ASD is a group of neurodevelopmental disorders that are characterized by deficits in communication and social interaction as well as by a restricted repertoire of activities and interests [2, 3]. Patients with ASD have characteristics such as poor social functioning, repetitive behavior, anxiety, emotional lability, and eccentricities or fixed habits of behavior that can mimic symptoms of other illnesses, including schizophrenia spectrum disorders, bipolar disorder, attention deficit hyperactivity disorder (ADHD), avoidant personality disorder, social anxiety disorder, and mood disorder [46]. These symptoms and co-occurring psychiatric diagnoses are also frequently found in patients with SUD [7]. A recent review [8] found that screening for SUD among individuals with ASD is not part of routine clinical assessments in psychiatry, although SUD screening is increasingly an integral part of clinical guidelines for many other conditions [8].

The frequency of SUD among individuals with neurodevelopmental disorders is currently unknown, and one might suspect that the comorbidity is underdiagnosed.

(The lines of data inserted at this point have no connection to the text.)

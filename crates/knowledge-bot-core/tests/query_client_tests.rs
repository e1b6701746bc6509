//! Tests for the query client and submission flow against a local stand-in
//! for the knowledge service.

use std::sync::atomic::{AtomicUsize, Ordering};
use std::sync::{Arc, Mutex};

use axum::extract::State;
use axum::http::{HeaderMap, StatusCode};
use axum::response::{IntoResponse, Response};
use axum::routing::post;
use axum::{Json, Router};
use knowledge_bot_core::*;
use serde_json::{json, Value};

#[derive(Clone, Default)]
struct Recorder {
    hits: Arc<AtomicUsize>,
    last_body: Arc<Mutex<Option<Value>>>,
    last_content_type: Arc<Mutex<Option<String>>>,
}

/// Serve `reply` on POST /query and return the base URL plus the recorder.
async fn spawn_service<F>(reply: F) -> (String, Recorder)
where
    F: Fn() -> Response + Clone + Send + Sync + 'static,
{
    let recorder = Recorder::default();

    let app = Router::new()
        .route(
            "/query",
            post(
                move |State(rec): State<Recorder>, headers: HeaderMap, Json(body): Json<Value>| {
                    let reply = reply.clone();
                    async move {
                        rec.hits.fetch_add(1, Ordering::SeqCst);
                        *rec.last_body.lock().unwrap() = Some(body);
                        *rec.last_content_type.lock().unwrap() = headers
                            .get("content-type")
                            .and_then(|v| v.to_str().ok())
                            .map(str::to_string);
                        reply()
                    }
                },
            ),
        )
        .with_state(recorder.clone());

    let listener = tokio::net::TcpListener::bind("127.0.0.1:0").await.unwrap();
    let addr = listener.local_addr().unwrap();
    tokio::spawn(async move {
        axum::serve(listener, app).await.unwrap();
    });

    (format!("http://{}", addr), recorder)
}

// -- Query client ----------------------------------------------------------

#[tokio::test]
async fn test_query_posts_json_and_returns_answer() {
    let (base_url, rec) = spawn_service(|| {
        Json(json!({"answer": "Paris", "sources": [{"title": "doc1"}]})).into_response()
    })
    .await;

    let client = QueryClient::new(Some(&base_url));
    let response = client.query("Capital of France?").await.unwrap();

    assert_eq!(response.answer, "Paris");
    assert_eq!(response.sources, vec![Source(json!({"title": "doc1"}))]);
    assert_eq!(rec.hits.load(Ordering::SeqCst), 1);
    assert_eq!(
        rec.last_body.lock().unwrap().clone(),
        Some(json!({"query": "Capital of France?"}))
    );
    assert_eq!(
        rec.last_content_type.lock().unwrap().as_deref(),
        Some("application/json")
    );
}

#[tokio::test]
async fn test_trailing_slash_base_url_hits_query_route() {
    let (base_url, rec) =
        spawn_service(|| Json(json!({"answer": "ok", "sources": []})).into_response()).await;

    let client = QueryClient::new(Some(&format!("{}/", base_url)));
    assert_eq!(client.query("ping").await.unwrap().answer, "ok");
    assert_eq!(rec.hits.load(Ordering::SeqCst), 1);
}

#[tokio::test]
async fn test_error_status_carries_parsed_body() {
    let (base_url, rec) = spawn_service(|| {
        (StatusCode::INTERNAL_SERVER_ERROR, Json(json!({"msg": "boom"}))).into_response()
    })
    .await;

    let client = QueryClient::new(Some(&base_url));
    let err = client.query("hello").await.unwrap_err();

    match err {
        QueryError::Remote { status, body } => {
            assert_eq!(status, 500);
            assert_eq!(body, json!({"msg": "boom"}));
        }
        other => panic!("expected Remote error, got {other:?}"),
    }
    // Exactly one attempt, no retry
    assert_eq!(rec.hits.load(Ordering::SeqCst), 1);
}

#[tokio::test]
async fn test_unreadable_error_body_is_its_own_error() {
    let (base_url, _rec) =
        spawn_service(|| (StatusCode::BAD_GATEWAY, "upstream down").into_response()).await;

    let client = QueryClient::new(Some(&base_url));
    let err = client.query("hello").await.unwrap_err();

    assert!(matches!(err, QueryError::MalformedErrorBody { status: 502, .. }));
    assert_eq!(err.status(), Some(502));
}

#[tokio::test]
async fn test_malformed_success_body_is_decode_error() {
    let (base_url, _rec) =
        spawn_service(|| Json(json!({"answer": 5})).into_response()).await;

    let client = QueryClient::new(Some(&base_url));
    let err = client.query("hello").await.unwrap_err();

    assert!(matches!(err, QueryError::Decode(_)));
}

#[tokio::test]
async fn test_unreachable_service_is_transport_error() {
    // Bind then drop to get a port nobody listens on
    let listener = tokio::net::TcpListener::bind("127.0.0.1:0").await.unwrap();
    let addr = listener.local_addr().unwrap();
    drop(listener);

    let client = QueryClient::new(Some(&format!("http://{}", addr)));
    let err = client.query("hello").await.unwrap_err();

    assert!(matches!(err, QueryError::Transport(_)));
}

// -- Submission flow -------------------------------------------------------

#[tokio::test]
async fn test_submit_resolves_placeholder_with_answer() {
    let (base_url, _rec) = spawn_service(|| {
        Json(json!({"answer": "Paris", "sources": [{"title": "doc1"}]})).into_response()
    })
    .await;
    let client = QueryClient::new(Some(&base_url));
    let mut conv = Conversation::new();

    let turn = submit_new_message(&mut conv, &client, "  Capital of France?  ")
        .await
        .unwrap();

    assert_eq!(turn.index(), 1);
    assert_eq!(conv.messages()[0], ChatMessage::user("Capital of France?"));
    assert_eq!(
        conv.last().unwrap(),
        &ChatMessage::assistant("Paris", vec![Source(json!({"title": "doc1"}))])
    );
    assert!(!conv.is_busy());
}

#[tokio::test]
async fn test_submit_server_error_becomes_error_turn() {
    let (base_url, _rec) = spawn_service(|| {
        (StatusCode::INTERNAL_SERVER_ERROR, Json(json!({"msg": "boom"}))).into_response()
    })
    .await;
    let client = QueryClient::new(Some(&base_url));
    let mut conv = Conversation::new();

    submit_new_message(&mut conv, &client, "hello").await.unwrap();

    let last = conv.last().unwrap();
    assert_eq!(last, &ChatMessage::failed());
    assert_eq!(last.content, ERROR_MESSAGE);
    assert!(last.error);
    assert!(!last.loading);
    assert!(last.sources.is_empty());
}

#[tokio::test]
async fn test_submit_unreadable_error_body_becomes_error_turn() {
    let (base_url, _rec) =
        spawn_service(|| (StatusCode::SERVICE_UNAVAILABLE, "<html>down</html>").into_response())
            .await;
    let client = QueryClient::new(Some(&base_url));
    let mut conv = Conversation::new();

    submit_new_message(&mut conv, &client, "hello").await.unwrap();

    assert!(conv.last().unwrap().error);
}

#[tokio::test]
async fn test_conversation_grows_across_submissions() {
    let (base_url, rec) =
        spawn_service(|| Json(json!({"answer": "ok", "sources": []})).into_response()).await;
    let client = QueryClient::new(Some(&base_url));
    let mut conv = Conversation::new();

    submit_new_message(&mut conv, &client, "one").await.unwrap();
    submit_new_message(&mut conv, &client, "two").await.unwrap();

    assert_eq!(conv.len(), 4);
    assert_eq!(conv.messages()[2].content, "two");
    assert_eq!(rec.hits.load(Ordering::SeqCst), 2);
}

It is also apparent that little is known about successful interventions for individuals with ASD and SUD; in fact, typical interventions for SUD may be particularly unsuitable for people with ASD.

Thus, although group treatment is often the focus of substance abuse interventions in residential or community-based facilities, “12-step” programs, and self -help groups, forced involvement in group sessions may be anxiety and anger provoking for ASD patients and may precipitate drop out or rejection from the group. The failure of individuals with ASD to socialze and participate in group activities may be interpreted as a lack of motivation or cooperation, while their social aloofness may induce frustration and helplessness both in other patients and in clinicians, which can result in a failure to receive, or respond to, treatment among individuals with ASD and may induce feelings of failure and exclusion that risk worsening the patients’ symptoms and their drug abuse.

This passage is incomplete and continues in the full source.